Yes, PTSD is a disability I am an American, and I recieve full disability benifits ( social security ) from being diagnosed with PTSD, as well as Major Depressive Disorder and Somatic Disorder. I was diagnosed almost 8 years ago, but did not seek any help until 2 years after that, once I had lost my job, my home, and had a 30,000 hospital bill which forced me into bankruptsy, as well as everyone in my life not being able to stand to be around me, and constant abdominal pain that no doctor could figure out, as well as all types of gastro intestinal disorders, all because of the PTSD and the depression, but I didn't think PTSD was a disabilty either, until I was at the point where I was almost on the street.
Someone told me to go to the social security office because PTSD was a disability, and I felt wierd about it, but I was desperate, and there I was interviewed by a couple of the state shrinks, and it took 6 months for them to aprove my disability, but once they did it was the full amount, and I also get medicare now to help pay for my doctor bills, which I have had alot of health issues due to the PTSD so that has been a blessing. I live in Michigan, and our state has a program called a ticket to work, which I signed up for, agreeing to only keep my disability checks for 5 years while they try to help me get back into society as a normal person.
The state has helped me go to school, so that I could learn a trade that I could actually perform, and it has helped my depression alot. It also made me eligible to see a shrink at a discounted rate because who can afford $100 an hour. Not me. I have gotten better for sure, but I still have PTSD, and have learned to do things differently now. I have many memory problems because of the PTSD, so now I write myself notes constantly. I have problems with startle response, so I'm jumpy all the time, I get overly stressed out over small things, and get panic attacks easily.

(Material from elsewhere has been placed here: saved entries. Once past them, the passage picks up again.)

//! ## Handles TCP sessions to the slaves
//!
//! Every frame, both directions, is a big-endian `u16` length followed by that many payload bytes.
//! Each accepted session gets a reader task (frames in, lifecycle events) and a writer task
//! (drains the session's send queue), so a slow slave never blocks the master.

use anyhow::{bail, Context, Result};
use std::io::ErrorKind;
use std::net::SocketAddr;
use std::sync::atomic::{AtomicU64, Ordering};
use tokio::io::{AsyncRead, AsyncReadExt, AsyncWrite, AsyncWriteExt};
use tokio::net::TcpListener;
use tokio::sync::{mpsc, oneshot};
use tokio::time::{sleep, timeout, Duration};

use super::{NetEvent, PeerLink};
use crate::{config, print};
use crate::message::{Message, Outbound};

static NEXT_SESSION_ID: AtomicU64 = AtomicU64::new(1);

/// [PeerLink] for one accepted TCP session.
#[derive(Debug, Clone)]
pub struct TcpPeer {
    session_id: u64,
    addr: SocketAddr,
    outbox: mpsc::UnboundedSender<Vec<u8>>,
}

impl PeerLink for TcpPeer {
    fn session_id(&self) -> u64 {
        self.session_id
    }

    fn peer_addr(&self) -> SocketAddr {
        self.addr
    }

    fn send(&self, msg: &Outbound) -> Result<()> {
        let payload = msg.encode()?;
        if payload.len() > config::MAX_FRAME_LEN {
            bail!("Payload of {} bytes does not fit in a frame", payload.len());
        }
        self.outbox
            .send(payload)
            .map_err(|_| anyhow::anyhow!("Session to {} is closed", self.addr))
    }
}

/// Binds the master's listener on [config::LISTEN_ADDR]:`port`.
pub async fn bind_listener(port: u16) -> Result<TcpListener> {
    let addr = format!("{}:{}", config::LISTEN_ADDR, port);
    let listener = TcpListener::bind(&addr)
        .await
        .with_context(|| format!("Failed to bind TCP listener on {}", addr))?;
    print::ok(format!("System listening on {}", addr));
    Ok(listener)
}

/// Accepts slave sessions until the master stops listening.
///
/// # Parameters
/// `listener`: bound listener, see [bind_listener]
/// `net_tx`: queue into the master's event loop
/// `tcp_timeout`: optional read watchdog per session
///
/// # Return
/// Only returns when `net_tx` is closed, which means the master is gone.
///
/// # Behavior
/// Accept errors are logged and retried after [config::ACCEPT_RETRY_DELAY]. Each session is
/// handed to [start_session].
pub async fn listener_task(
    listener: TcpListener,
    net_tx: mpsc::Sender<NetEvent<TcpPeer>>,
    tcp_timeout: Option<Duration>,
) -> Result<()> {
    loop {
        if net_tx.is_closed() {
            bail!("Master event queue closed, stopping listener");
        }
        match listener.accept().await {
            Ok((socket, addr)) => {
                print::master(format!("{} connected to TCP", addr));
                if let Err(e) = socket.set_nodelay(true) {
                    print::warn(format!("Could not set TCP_NODELAY for {}: {}", addr, e));
                }
                let (reader, writer) = socket.into_split();
                start_session(reader, writer, addr, net_tx.clone(), tcp_timeout);
            }
            Err(e) => {
                print::err(format!("Error while accepting slave connection: {}", e));
                // Typically out of file descriptors, give sessions time to close
                sleep(config::ACCEPT_RETRY_DELAY).await;
            }
        }
    }
}

/// Spawns the reader and writer tasks for one session.
///
/// The reader announces the session with [NetEvent::NewConnection] before reading anything,
/// and ends it with exactly one [NetEvent::LostConnection]. The session also ends when the
/// writer gives up, so a peer that cannot be written to is reported lost.
fn start_session<R, W>(
    mut reader: R,
    writer: W,
    addr: SocketAddr,
    net_tx: mpsc::Sender<NetEvent<TcpPeer>>,
    tcp_timeout: Option<Duration>,
) where
    R: AsyncRead + Unpin + Send + 'static,
    W: AsyncWrite + Unpin + Send + 'static,
{
    let (outbox, outbox_rx) = mpsc::unbounded_channel::<Vec<u8>>();
    let (writer_done_tx, mut writer_done_rx) = oneshot::channel::<()>();
    let peer = TcpPeer {
        session_id: NEXT_SESSION_ID.fetch_add(1, Ordering::SeqCst),
        addr,
        outbox,
    };

    tokio::spawn(async move {
        write_frames(writer, outbox_rx, addr).await;
        let _ = writer_done_tx.send(());
    });

    tokio::spawn(async move {
        if net_tx.send(NetEvent::NewConnection(peer.clone())).await.is_err() {
            return;
        }
        loop {
            let read = async {
                match tcp_timeout {
                    Some(limit) => timeout(limit, read_frame(&mut reader)).await.ok(),
                    None => Some(read_frame(&mut reader).await),
                }
            };
            let frame = tokio::select! {
                frame = read => frame,
                _ = &mut writer_done_rx => {
                    print::err(format!("Writer to slave {} stopped, closing session", addr));
                    break;
                }
            };
            match frame {
                None => {
                    print::err(format!("Timeout: No message from {} within {:?}", addr, tcp_timeout.unwrap_or_default()));
                    break;
                }
                Some(Ok(Some(payload))) => {
                    let msg = Message { sender: peer.clone(), payload };
                    if net_tx.send(NetEvent::Message(msg)).await.is_err() {
                        return;
                    }
                }
                Some(Ok(None)) => {
                    print::info(format!("Slave {} disconnected", addr));
                    break;
                }
                Some(Err(e)) => {
                    print::err(format!("Error while reading from slave {}: {:#}", addr, e));
                    break;
                }
            }
        }
        let _ = net_tx.send(NetEvent::LostConnection(peer)).await;
    });
}

/// Reads one length-prefixed frame.
///
/// # Return
/// `Ok(None)` on a clean end of stream between frames.
pub async fn read_frame<R: AsyncRead + Unpin>(reader: &mut R) -> Result<Option<Vec<u8>>> {
    let mut len_buf = [0u8; 2];
    match reader.read_exact(&mut len_buf).await {
        Ok(_) => {}
        Err(e) if e.kind() == ErrorKind::UnexpectedEof => return Ok(None),
        Err(e) => return Err(e).context("Failed to read frame length"),
    }
    let len = u16::from_be_bytes(len_buf) as usize;
    let mut buffer = vec![0u8; len];
    reader
        .read_exact(&mut buffer)
        .await
        .context("Stream ended inside a frame")?;
    Ok(Some(buffer))
}

/// Writes one length-prefixed frame and flushes.
pub async fn write_frame<W: AsyncWrite + Unpin>(writer: &mut W, payload: &[u8]) -> Result<()> {
    let len = u16::try_from(payload.len()).context("Payload too large for one frame")?;
    writer.write_all(&len.to_be_bytes()).await?;
    writer.write_all(payload).await?;
    writer.flush().await?;
    Ok(())
}

/// Drains a session's send queue onto the socket.
///
/// Ends when every [TcpPeer] clone is dropped or the socket fails. The session's reader is told
/// when this returns, see [start_session].
async fn write_frames<W: AsyncWrite + Unpin>(
    mut writer: W,
    mut outbox_rx: mpsc::UnboundedReceiver<Vec<u8>>,
    addr: SocketAddr,
) {
    while let Some(payload) = outbox_rx.recv().await {
        if let Err(e) = write_frame(&mut writer, &payload).await {
            print::err(format!("Failed to send to slave {}: {:#}", addr, e));
            break;
        }
    }
    let _ = writer.shutdown().await;
}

Everyday is a challenge, but I'm sure I would be alive today if it were not for the help I recieved. The college I go to also recognizes PTSD as a disability, and they allow me to have extra time on tests which helps with the anxiety. The state is going to help me find a job once I graduate, and although I know I will never be able to do the kind of job I once did, I am gratefull for the chance to try and start my life over again which I could have not done without that.
PTSD is definatly a disabilty, and should be treated like one, but I'm proud that I'm graduating May 6th on the deans list.
Last edited by anthony; 29-04-2006 at 03:35 PM.
Reason: Tidied up to make easily readable.